Material for this task:
================================

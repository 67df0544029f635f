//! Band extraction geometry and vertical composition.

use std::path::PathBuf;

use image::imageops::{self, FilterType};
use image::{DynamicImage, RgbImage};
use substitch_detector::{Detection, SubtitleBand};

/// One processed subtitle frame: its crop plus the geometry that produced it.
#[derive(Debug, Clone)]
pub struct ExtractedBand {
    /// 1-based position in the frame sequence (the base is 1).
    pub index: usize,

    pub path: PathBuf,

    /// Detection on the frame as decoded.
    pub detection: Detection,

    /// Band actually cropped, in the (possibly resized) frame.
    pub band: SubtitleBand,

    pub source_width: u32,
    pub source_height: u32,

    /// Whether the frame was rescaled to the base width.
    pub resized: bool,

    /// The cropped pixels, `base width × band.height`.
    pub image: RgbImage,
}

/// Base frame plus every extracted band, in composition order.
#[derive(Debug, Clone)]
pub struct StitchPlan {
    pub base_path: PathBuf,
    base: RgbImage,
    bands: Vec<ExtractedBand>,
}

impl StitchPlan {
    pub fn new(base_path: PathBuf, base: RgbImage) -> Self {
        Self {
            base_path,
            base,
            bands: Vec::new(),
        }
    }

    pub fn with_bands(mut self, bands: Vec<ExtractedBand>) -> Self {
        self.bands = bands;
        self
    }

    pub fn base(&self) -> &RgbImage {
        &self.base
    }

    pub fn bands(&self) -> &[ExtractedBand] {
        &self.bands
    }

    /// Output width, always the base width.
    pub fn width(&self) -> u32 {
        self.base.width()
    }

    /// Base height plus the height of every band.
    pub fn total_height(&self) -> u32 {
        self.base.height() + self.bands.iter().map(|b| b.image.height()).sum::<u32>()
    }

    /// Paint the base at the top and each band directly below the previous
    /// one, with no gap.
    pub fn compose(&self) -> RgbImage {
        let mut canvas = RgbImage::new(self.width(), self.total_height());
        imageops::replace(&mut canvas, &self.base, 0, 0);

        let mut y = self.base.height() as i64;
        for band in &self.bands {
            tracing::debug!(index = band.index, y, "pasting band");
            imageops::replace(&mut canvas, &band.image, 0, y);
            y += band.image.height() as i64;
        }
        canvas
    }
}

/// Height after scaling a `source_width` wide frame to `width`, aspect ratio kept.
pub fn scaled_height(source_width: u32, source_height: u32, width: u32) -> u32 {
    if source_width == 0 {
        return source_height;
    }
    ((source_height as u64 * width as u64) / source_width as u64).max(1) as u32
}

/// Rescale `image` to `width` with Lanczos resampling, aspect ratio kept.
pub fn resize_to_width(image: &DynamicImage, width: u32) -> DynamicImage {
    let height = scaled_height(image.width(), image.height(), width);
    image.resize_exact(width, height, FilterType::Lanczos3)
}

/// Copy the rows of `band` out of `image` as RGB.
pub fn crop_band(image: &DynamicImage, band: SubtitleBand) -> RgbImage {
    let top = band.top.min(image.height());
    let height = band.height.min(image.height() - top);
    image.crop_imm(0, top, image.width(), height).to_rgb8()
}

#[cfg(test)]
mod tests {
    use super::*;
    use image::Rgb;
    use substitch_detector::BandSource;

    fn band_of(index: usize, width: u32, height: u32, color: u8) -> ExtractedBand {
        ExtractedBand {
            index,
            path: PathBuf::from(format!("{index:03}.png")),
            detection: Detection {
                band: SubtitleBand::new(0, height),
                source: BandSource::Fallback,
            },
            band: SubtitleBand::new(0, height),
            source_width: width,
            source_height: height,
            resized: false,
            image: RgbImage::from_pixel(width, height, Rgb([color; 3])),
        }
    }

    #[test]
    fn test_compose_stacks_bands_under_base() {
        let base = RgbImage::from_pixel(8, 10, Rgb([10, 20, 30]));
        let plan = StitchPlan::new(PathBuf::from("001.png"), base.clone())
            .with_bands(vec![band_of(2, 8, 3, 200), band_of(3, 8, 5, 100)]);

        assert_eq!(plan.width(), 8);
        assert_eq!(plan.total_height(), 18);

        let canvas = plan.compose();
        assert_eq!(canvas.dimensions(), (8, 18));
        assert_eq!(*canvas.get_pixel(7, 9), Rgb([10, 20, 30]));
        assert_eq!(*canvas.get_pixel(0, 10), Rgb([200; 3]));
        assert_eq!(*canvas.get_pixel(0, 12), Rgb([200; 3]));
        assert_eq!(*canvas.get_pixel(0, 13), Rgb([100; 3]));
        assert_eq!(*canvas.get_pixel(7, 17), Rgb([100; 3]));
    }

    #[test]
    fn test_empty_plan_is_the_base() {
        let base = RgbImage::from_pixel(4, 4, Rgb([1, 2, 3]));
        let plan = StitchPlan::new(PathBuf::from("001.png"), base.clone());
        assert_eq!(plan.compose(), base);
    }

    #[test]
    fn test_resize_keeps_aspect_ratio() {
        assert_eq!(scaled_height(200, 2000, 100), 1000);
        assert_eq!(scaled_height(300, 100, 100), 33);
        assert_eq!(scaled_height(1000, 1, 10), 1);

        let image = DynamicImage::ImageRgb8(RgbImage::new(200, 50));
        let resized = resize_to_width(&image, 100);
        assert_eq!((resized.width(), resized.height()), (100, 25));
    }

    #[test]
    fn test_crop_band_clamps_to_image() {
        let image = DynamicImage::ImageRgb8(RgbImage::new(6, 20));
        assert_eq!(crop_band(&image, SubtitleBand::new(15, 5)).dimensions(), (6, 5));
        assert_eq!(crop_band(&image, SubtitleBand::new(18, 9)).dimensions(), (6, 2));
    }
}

================================

Set down every entry again, word for word.

repository 67df0544029f635f
//! Band extraction geometry and vertical composition.

use std::path::PathBuf;

use image::imageops::{self, FilterType};
use image::{DynamicImage, RgbImage};
use substitch_detector::{Detection, SubtitleBand};

/// One processed subtitle frame: its crop plus the geometry that produced it.
#[derive(Debug, Clone)]
pub struct ExtractedBand {
    /// 1-based position in the frame sequence (the base is 1).
    pub index: usize,

    pub path: PathBuf,

    /// Detection on the frame as decoded.
    pub detection: Detection,

    /// Band actually cropped, in the (possibly resized) frame.
    pub band: SubtitleBand,

    pub source_width: u32,
    pub source_height: u32,

    /// Whether the frame was rescaled to the base width.
    pub resized: bool,

    /// The cropped pixels, `base width × band.height`.
    pub image: RgbImage,
}

/// Base frame plus every extracted band, in composition order.
#[derive(Debug, Clone)]
pub struct StitchPlan {
    pub base_path: PathBuf,
    base: RgbImage,
    bands: Vec<ExtractedBand>,
}

impl StitchPlan {
    pub fn new(base_path: PathBuf, base: RgbImage) -> Self {
        Self {
            base_path,
            base,
            bands: Vec::new(),
        }
    }

    pub fn with_bands(mut self, bands: Vec<ExtractedBand>) -> Self {
        self.bands = bands;
        self
    }

    pub fn base(&self) -> &RgbImage {
        &self.base
    }

    pub fn bands(&self) -> &[ExtractedBand] {
        &self.bands
    }

    /// Output width, always the base width.
    pub fn width(&self) -> u32 {
        self.base.width()
    }

    /// Base height plus the height of every band.
    pub fn total_height(&self) -> u32 {
        self.base.height() + self.bands.iter().map(|b| b.image.height()).sum::<u32>()
    }

    /// Paint the base at the top and each band directly below the previous
    /// one, with no gap.
    pub fn compose(&self) -> RgbImage {
        let mut canvas = RgbImage::new(self.width(), self.total_height());
        imageops::replace(&mut canvas, &self.base, 0, 0);

        let mut y = self.base.height() as i64;
        for band in &self.bands {
            tracing::debug!(index = band.index, y, "pasting band");
            imageops::replace(&mut canvas, &band.image, 0, y);
            y += band.image.height() as i64;
        }
        canvas
    }
}

/// Height after scaling a `source_width` wide frame to `width`, aspect ratio kept.
pub fn scaled_height(source_width: u32, source_height: u32, width: u32) -> u32 {
    if source_width == 0 {
        return source_height;
    }
    ((source_height as u64 * width as u64) / source_width as u64).max(1) as u32
}

/// Rescale `image` to `width` with Lanczos resampling, aspect ratio kept.
pub fn resize_to_width(image: &DynamicImage, width: u32) -> DynamicImage {
    let height = scaled_height(image.width(), image.height(), width);
    image.resize_exact(width, height, FilterType::Lanczos3)
}

/// Copy the rows of `band` out of `image` as RGB.
pub fn crop_band(image: &DynamicImage, band: SubtitleBand) -> RgbImage {
    let top = band.top.min(image.height());
    let height = band.height.min(image.height() - top);
    image.crop_imm(0, top, image.width(), height).to_rgb8()
}

#[cfg(test)]
mod tests {
    use super::*;
    use image::Rgb;
    use substitch_detector::BandSource;

    fn band_of(index: usize, width: u32, height: u32, color: u8) -> ExtractedBand {
        ExtractedBand {
            index,
            path: PathBuf::from(format!("{index:03}.png")),
            detection: Detection {
                band: SubtitleBand::new(0, height),
                source: BandSource::Fallback,
            },
            band: SubtitleBand::new(0, height),
            source_width: width,
            source_height: height,
            resized: false,
            image: RgbImage::from_pixel(width, height, Rgb([color; 3])),
        }
    }

    #[test]
    fn test_compose_stacks_bands_under_base() {
        let base = RgbImage::from_pixel(8, 10, Rgb([10, 20, 30]));
        let plan = StitchPlan::new(PathBuf::from("001.png"), base.clone())
            .with_bands(vec![band_of(2, 8, 3, 200), band_of(3, 8, 5, 100)]);

        assert_eq!(plan.width(), 8);
        assert_eq!(plan.total_height(), 18);

        let canvas = plan.compose();
        assert_eq!(canvas.dimensions(), (8, 18));
        assert_eq!(*canvas.get_pixel(7, 9), Rgb([10, 20, 30]));
        assert_eq!(*canvas.get_pixel(0, 10), Rgb([200; 3]));
        assert_eq!(*canvas.get_pixel(0, 12), Rgb([200; 3]));
        assert_eq!(*canvas.get_pixel(0, 13), Rgb([100; 3]));
        assert_eq!(*canvas.get_pixel(7, 17), Rgb([100; 3]));
    }

    #[test]
    fn test_empty_plan_is_the_base() {
        let base = RgbImage::from_pixel(4, 4, Rgb([1, 2, 3]));
        let plan = StitchPlan::new(PathBuf::from("001.png"), base.clone());
        assert_eq!(plan.compose(), base);
    }

    #[test]
    fn test_resize_keeps_aspect_ratio() {
        assert_eq!(scaled_height(200, 2000, 100), 1000);
        assert_eq!(scaled_height(300, 100, 100), 33);
        assert_eq!(scaled_height(1000, 1, 10), 1);

        let image = DynamicImage::ImageRgb8(RgbImage::new(200, 50));
        let resized = resize_to_width(&image, 100);
        assert_eq!((resized.width(), resized.height()), (100, 25));
    }

    #[test]
    fn test_crop_band_clamps_to_image() {
        let image = DynamicImage::ImageRgb8(RgbImage::new(6, 20));
        assert_eq!(crop_band(&image, SubtitleBand::new(15, 5)).dimensions(), (6, 5));
        assert_eq!(crop_band(&image, SubtitleBand::new(18, 9)).dimensions(), (6, 2));
    }
}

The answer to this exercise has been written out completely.